(Items from a dataset)
********

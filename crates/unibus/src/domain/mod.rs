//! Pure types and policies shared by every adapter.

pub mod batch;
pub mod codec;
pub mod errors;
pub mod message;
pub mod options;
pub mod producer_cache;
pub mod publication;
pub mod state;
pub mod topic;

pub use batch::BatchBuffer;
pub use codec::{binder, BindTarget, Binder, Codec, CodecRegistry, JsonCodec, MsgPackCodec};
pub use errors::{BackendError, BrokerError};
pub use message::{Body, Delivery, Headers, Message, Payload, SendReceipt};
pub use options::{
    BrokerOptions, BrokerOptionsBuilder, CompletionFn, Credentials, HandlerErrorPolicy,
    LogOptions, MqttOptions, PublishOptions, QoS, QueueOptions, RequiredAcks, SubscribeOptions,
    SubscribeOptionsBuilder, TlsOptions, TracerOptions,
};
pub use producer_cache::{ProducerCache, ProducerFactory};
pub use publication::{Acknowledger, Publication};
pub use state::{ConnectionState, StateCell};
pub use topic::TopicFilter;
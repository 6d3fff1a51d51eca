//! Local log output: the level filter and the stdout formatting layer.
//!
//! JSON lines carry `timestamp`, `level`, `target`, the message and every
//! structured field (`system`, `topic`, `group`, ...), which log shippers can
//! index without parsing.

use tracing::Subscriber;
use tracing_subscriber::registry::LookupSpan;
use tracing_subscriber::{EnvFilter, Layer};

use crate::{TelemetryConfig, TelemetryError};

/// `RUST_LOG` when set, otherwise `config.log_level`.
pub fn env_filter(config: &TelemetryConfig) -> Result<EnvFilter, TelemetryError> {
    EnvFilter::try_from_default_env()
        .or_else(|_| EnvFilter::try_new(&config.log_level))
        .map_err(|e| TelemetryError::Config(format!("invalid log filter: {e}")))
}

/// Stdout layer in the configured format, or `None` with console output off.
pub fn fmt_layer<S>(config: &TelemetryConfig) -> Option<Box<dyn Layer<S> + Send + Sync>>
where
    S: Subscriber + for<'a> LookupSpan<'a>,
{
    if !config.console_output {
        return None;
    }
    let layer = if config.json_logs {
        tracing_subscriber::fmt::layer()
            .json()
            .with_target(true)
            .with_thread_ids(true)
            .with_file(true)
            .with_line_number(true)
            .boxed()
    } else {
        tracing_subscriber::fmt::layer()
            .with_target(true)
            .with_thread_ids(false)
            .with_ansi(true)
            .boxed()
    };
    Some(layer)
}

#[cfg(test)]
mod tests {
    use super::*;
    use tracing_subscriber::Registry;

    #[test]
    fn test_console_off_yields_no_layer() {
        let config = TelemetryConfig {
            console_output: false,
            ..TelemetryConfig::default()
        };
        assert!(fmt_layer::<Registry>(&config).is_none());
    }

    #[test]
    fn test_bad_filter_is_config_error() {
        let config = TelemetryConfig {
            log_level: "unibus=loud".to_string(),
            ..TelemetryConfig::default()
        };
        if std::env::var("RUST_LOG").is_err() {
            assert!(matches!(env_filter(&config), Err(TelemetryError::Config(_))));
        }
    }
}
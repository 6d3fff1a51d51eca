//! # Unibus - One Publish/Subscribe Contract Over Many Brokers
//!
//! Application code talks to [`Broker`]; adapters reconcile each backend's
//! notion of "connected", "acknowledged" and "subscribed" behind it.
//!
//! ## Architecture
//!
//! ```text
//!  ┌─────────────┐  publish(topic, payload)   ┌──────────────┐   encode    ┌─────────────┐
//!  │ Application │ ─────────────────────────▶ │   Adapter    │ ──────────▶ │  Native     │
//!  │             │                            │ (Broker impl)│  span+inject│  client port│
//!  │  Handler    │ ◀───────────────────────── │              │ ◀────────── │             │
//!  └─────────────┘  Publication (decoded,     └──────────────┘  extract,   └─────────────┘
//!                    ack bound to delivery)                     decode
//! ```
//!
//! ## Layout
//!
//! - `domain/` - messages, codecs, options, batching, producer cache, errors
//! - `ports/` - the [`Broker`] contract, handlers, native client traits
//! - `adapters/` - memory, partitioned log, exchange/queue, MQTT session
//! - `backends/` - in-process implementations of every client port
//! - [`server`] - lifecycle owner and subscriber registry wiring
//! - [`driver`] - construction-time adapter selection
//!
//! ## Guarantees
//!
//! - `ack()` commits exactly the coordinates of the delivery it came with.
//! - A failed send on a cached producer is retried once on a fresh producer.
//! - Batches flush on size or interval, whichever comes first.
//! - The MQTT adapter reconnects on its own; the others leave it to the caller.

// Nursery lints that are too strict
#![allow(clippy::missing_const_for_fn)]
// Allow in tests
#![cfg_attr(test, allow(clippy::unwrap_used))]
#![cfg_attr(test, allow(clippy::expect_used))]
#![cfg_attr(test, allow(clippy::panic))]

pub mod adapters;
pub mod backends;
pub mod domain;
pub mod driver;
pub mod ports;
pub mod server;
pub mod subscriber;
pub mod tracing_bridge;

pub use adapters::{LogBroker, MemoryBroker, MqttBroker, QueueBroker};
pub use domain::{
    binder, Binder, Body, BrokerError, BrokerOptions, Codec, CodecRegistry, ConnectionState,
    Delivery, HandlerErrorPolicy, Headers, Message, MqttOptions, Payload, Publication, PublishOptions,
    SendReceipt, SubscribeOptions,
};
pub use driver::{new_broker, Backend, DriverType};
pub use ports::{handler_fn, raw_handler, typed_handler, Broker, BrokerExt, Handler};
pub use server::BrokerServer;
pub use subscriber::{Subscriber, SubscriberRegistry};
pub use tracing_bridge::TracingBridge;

********

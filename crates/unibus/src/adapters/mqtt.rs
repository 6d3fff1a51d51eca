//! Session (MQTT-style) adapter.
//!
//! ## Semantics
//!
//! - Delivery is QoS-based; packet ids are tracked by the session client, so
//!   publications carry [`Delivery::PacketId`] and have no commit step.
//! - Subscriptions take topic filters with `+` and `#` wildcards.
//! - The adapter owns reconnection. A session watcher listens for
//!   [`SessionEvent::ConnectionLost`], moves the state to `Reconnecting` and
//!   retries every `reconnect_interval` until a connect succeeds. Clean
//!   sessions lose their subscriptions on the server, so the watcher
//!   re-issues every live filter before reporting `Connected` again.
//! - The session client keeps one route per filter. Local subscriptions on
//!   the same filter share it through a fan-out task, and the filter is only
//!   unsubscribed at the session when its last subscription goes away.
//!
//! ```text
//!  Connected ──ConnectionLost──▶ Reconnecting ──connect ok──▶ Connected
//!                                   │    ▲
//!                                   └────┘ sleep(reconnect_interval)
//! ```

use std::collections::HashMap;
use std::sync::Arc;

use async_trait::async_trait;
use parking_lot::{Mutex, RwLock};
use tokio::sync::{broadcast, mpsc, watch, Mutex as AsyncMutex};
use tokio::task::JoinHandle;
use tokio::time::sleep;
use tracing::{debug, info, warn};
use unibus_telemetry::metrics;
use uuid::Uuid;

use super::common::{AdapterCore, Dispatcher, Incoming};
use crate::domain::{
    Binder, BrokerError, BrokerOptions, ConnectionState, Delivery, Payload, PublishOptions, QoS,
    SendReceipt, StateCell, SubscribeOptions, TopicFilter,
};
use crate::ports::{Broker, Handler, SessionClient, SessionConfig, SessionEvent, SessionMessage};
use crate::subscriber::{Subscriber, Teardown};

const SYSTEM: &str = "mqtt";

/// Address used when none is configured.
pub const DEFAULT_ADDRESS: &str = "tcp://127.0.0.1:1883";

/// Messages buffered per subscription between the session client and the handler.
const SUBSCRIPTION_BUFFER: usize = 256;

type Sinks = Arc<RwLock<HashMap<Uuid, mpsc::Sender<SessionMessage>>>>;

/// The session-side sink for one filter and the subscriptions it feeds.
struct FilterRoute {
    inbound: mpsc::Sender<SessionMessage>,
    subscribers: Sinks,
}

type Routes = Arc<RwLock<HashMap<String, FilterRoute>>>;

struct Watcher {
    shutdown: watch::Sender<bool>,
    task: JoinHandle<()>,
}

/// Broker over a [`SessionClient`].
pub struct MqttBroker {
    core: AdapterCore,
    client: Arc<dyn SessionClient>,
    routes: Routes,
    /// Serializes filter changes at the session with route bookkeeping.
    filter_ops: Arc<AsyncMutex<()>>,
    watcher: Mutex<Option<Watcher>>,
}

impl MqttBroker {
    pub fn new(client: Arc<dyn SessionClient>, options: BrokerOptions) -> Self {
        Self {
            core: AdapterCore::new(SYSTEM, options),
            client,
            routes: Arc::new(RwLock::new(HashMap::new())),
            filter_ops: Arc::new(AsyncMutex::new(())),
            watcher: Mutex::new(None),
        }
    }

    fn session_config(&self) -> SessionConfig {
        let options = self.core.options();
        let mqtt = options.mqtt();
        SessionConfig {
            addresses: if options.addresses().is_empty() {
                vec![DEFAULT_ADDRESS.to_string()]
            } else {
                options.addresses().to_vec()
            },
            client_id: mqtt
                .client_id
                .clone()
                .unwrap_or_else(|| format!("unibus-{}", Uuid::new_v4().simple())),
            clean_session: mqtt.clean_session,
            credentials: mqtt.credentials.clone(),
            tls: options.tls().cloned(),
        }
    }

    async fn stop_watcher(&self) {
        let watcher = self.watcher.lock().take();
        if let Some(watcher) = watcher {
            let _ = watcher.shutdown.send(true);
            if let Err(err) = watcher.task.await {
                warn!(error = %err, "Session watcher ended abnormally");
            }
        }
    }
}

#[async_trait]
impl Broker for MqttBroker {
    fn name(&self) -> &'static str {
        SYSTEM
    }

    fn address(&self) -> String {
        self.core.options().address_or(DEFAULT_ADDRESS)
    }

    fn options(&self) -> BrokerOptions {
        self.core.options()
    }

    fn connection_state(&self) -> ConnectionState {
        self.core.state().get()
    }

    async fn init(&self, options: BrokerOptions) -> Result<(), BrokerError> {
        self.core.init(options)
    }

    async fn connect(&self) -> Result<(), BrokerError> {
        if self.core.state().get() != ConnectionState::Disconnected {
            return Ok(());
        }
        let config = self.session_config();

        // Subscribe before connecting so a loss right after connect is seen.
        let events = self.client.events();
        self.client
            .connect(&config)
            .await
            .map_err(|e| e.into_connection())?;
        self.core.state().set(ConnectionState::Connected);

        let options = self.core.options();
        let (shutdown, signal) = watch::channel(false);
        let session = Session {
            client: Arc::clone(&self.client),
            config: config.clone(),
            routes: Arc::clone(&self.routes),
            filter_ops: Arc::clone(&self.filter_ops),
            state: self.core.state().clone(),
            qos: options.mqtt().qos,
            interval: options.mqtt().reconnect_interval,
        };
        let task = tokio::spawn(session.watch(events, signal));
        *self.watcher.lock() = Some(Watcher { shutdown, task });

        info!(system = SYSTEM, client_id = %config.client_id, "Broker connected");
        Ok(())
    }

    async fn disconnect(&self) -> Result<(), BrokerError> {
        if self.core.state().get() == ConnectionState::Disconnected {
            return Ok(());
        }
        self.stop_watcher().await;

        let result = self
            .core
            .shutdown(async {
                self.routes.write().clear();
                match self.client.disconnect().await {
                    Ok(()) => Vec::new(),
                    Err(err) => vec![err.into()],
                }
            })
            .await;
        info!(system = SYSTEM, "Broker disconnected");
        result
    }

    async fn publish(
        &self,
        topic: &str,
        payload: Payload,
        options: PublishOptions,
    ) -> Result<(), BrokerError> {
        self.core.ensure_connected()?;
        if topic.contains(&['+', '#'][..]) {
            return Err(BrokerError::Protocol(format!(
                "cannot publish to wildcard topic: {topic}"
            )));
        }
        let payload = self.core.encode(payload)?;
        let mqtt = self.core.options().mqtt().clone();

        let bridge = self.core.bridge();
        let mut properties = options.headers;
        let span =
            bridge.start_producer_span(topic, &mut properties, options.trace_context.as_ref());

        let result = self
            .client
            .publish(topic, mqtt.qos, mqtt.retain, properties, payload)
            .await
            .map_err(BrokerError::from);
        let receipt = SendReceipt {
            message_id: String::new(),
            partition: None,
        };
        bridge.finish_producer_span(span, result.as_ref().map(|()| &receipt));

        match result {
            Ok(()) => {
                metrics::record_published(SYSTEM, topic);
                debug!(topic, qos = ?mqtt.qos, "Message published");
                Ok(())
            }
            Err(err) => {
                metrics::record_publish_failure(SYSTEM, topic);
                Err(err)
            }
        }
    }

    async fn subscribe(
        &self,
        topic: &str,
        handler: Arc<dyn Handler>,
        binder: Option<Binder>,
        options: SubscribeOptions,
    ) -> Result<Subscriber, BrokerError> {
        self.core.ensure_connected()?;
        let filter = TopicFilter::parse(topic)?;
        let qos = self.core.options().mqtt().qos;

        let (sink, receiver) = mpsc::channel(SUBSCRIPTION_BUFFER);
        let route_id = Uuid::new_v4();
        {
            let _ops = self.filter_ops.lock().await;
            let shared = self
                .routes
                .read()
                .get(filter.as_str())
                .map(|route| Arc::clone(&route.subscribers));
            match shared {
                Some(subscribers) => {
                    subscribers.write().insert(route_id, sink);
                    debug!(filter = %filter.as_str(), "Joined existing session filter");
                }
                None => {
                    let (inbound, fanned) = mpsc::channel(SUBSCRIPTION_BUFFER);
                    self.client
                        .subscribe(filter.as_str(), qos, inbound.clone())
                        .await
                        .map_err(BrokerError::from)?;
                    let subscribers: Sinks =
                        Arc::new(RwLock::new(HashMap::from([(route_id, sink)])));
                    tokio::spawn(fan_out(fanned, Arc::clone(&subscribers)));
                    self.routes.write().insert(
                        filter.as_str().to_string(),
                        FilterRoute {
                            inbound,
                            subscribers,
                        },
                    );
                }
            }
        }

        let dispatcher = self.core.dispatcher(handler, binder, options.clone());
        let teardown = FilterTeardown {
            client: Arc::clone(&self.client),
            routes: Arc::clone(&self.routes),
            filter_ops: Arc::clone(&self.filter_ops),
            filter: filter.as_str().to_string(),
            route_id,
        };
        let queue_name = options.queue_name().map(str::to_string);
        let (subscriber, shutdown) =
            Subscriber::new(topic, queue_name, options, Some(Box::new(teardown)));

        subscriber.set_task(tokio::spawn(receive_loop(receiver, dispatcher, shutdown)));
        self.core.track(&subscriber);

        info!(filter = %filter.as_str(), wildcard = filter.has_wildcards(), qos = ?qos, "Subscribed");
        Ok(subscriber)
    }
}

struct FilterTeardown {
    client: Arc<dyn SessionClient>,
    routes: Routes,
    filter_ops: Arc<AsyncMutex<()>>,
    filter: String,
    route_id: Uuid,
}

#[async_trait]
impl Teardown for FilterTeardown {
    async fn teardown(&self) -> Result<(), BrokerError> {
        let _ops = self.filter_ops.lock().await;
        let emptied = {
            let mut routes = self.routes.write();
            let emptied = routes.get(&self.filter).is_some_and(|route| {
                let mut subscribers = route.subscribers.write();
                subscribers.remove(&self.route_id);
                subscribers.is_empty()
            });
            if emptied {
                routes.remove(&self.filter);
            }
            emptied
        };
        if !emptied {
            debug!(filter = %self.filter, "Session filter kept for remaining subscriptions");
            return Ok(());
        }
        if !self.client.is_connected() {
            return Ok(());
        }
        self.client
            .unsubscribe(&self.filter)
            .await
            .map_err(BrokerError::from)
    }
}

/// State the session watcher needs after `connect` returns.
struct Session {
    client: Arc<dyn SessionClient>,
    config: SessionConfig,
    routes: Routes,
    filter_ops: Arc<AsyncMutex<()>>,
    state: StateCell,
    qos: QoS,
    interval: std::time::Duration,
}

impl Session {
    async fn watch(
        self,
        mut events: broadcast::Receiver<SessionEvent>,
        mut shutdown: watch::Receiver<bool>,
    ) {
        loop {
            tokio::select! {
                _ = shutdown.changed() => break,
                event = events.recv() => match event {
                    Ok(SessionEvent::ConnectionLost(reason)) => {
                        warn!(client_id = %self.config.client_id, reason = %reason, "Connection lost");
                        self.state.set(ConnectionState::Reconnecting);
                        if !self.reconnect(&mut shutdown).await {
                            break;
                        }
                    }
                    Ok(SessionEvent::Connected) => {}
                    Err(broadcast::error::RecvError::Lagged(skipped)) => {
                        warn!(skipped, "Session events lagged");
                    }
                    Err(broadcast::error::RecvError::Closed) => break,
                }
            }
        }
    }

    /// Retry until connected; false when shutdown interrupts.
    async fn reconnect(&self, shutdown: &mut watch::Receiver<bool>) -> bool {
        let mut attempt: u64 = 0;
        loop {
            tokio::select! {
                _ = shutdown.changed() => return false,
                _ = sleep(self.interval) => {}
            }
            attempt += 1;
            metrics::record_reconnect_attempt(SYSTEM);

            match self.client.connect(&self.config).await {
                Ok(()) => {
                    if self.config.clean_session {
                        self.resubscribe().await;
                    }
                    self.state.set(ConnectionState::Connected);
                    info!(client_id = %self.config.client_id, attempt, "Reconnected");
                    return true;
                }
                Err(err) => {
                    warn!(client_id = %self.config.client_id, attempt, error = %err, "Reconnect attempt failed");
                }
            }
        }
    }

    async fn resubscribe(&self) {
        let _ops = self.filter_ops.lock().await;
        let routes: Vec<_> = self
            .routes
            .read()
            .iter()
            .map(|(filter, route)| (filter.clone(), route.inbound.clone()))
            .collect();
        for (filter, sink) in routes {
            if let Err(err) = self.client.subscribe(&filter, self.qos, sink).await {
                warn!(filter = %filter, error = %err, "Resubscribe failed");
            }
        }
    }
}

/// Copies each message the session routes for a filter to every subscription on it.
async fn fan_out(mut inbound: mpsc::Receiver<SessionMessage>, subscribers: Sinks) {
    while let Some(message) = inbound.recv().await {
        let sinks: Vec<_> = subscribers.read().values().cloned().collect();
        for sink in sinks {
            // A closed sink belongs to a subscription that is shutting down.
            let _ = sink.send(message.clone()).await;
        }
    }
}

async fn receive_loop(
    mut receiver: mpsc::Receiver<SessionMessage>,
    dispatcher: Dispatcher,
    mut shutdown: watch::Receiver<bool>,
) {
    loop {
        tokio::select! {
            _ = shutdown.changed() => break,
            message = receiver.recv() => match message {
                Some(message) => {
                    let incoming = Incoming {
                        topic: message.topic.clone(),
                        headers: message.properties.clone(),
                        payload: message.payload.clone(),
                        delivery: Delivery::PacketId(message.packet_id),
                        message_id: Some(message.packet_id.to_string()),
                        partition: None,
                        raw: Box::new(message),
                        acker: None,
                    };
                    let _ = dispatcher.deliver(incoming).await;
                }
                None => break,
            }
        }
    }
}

********

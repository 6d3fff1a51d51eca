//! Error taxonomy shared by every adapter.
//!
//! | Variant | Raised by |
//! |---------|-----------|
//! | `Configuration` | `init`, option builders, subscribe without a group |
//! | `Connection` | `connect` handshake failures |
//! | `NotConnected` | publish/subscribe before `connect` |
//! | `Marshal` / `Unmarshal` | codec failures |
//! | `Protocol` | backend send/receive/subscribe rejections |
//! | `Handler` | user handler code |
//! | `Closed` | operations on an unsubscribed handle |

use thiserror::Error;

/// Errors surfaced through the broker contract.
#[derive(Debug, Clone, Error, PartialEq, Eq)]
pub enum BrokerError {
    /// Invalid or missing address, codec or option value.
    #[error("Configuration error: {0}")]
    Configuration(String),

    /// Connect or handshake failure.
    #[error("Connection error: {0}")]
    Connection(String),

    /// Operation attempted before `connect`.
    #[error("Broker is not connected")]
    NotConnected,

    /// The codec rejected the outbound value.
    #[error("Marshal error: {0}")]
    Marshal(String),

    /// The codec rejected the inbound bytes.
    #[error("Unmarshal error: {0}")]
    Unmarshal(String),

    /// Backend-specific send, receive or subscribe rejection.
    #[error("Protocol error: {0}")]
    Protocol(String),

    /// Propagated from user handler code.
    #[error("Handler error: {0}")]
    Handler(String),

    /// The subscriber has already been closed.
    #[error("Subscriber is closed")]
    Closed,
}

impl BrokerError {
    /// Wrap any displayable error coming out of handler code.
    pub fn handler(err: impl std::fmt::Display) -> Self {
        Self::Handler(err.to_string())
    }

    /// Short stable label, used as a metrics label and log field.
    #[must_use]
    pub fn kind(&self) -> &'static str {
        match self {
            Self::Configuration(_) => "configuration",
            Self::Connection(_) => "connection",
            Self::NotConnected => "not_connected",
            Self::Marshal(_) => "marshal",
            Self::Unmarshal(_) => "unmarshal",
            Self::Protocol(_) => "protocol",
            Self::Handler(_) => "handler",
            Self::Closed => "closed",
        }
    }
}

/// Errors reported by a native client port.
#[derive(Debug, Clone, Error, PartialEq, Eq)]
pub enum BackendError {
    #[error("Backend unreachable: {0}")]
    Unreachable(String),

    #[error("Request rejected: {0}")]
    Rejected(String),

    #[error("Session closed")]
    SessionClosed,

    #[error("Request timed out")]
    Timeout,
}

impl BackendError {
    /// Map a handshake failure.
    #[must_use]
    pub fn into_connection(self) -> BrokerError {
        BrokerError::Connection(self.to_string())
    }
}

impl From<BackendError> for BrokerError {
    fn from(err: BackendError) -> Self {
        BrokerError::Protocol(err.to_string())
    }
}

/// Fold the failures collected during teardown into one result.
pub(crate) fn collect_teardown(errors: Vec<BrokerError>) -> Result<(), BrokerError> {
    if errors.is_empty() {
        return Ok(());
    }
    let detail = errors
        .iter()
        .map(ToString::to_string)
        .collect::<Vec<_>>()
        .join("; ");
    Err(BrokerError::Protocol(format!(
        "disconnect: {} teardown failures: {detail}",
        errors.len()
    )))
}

********

What is needed:
Scan the entries above for the line containing "if self.core.state().get() != ConnectionState::Disconnected", and copy it and all lines after it exactly, down to and including the line containing "info!(system = SYSTEM, client_id".

Exercise response:
        if self.core.state().get() != ConnectionState::Disconnected {
            return Ok(());
        }
        let config = self.session_config();

        // Subscribe before connecting so a loss right after connect is seen.
        let events = self.client.events();
        self.client
            .connect(&config)
            .await
            .map_err(|e| e.into_connection())?;
        self.core.state().set(ConnectionState::Connected);

        let options = self.core.options();
        let (shutdown, signal) = watch::channel(false);
        let session = Session {
            client: Arc::clone(&self.client),
            config: config.clone(),
            routes: Arc::clone(&self.routes),
            filter_ops: Arc::clone(&self.filter_ops),
            state: self.core.state().clone(),
            qos: options.mqtt().qos,
            interval: options.mqtt().reconnect_interval,
        };
        let task = tokio::spawn(session.watch(events, signal));
        *self.watcher.lock() = Some(Watcher { shutdown, task });

        info!(system = SYSTEM, client_id = %config.client_id, "Broker connected");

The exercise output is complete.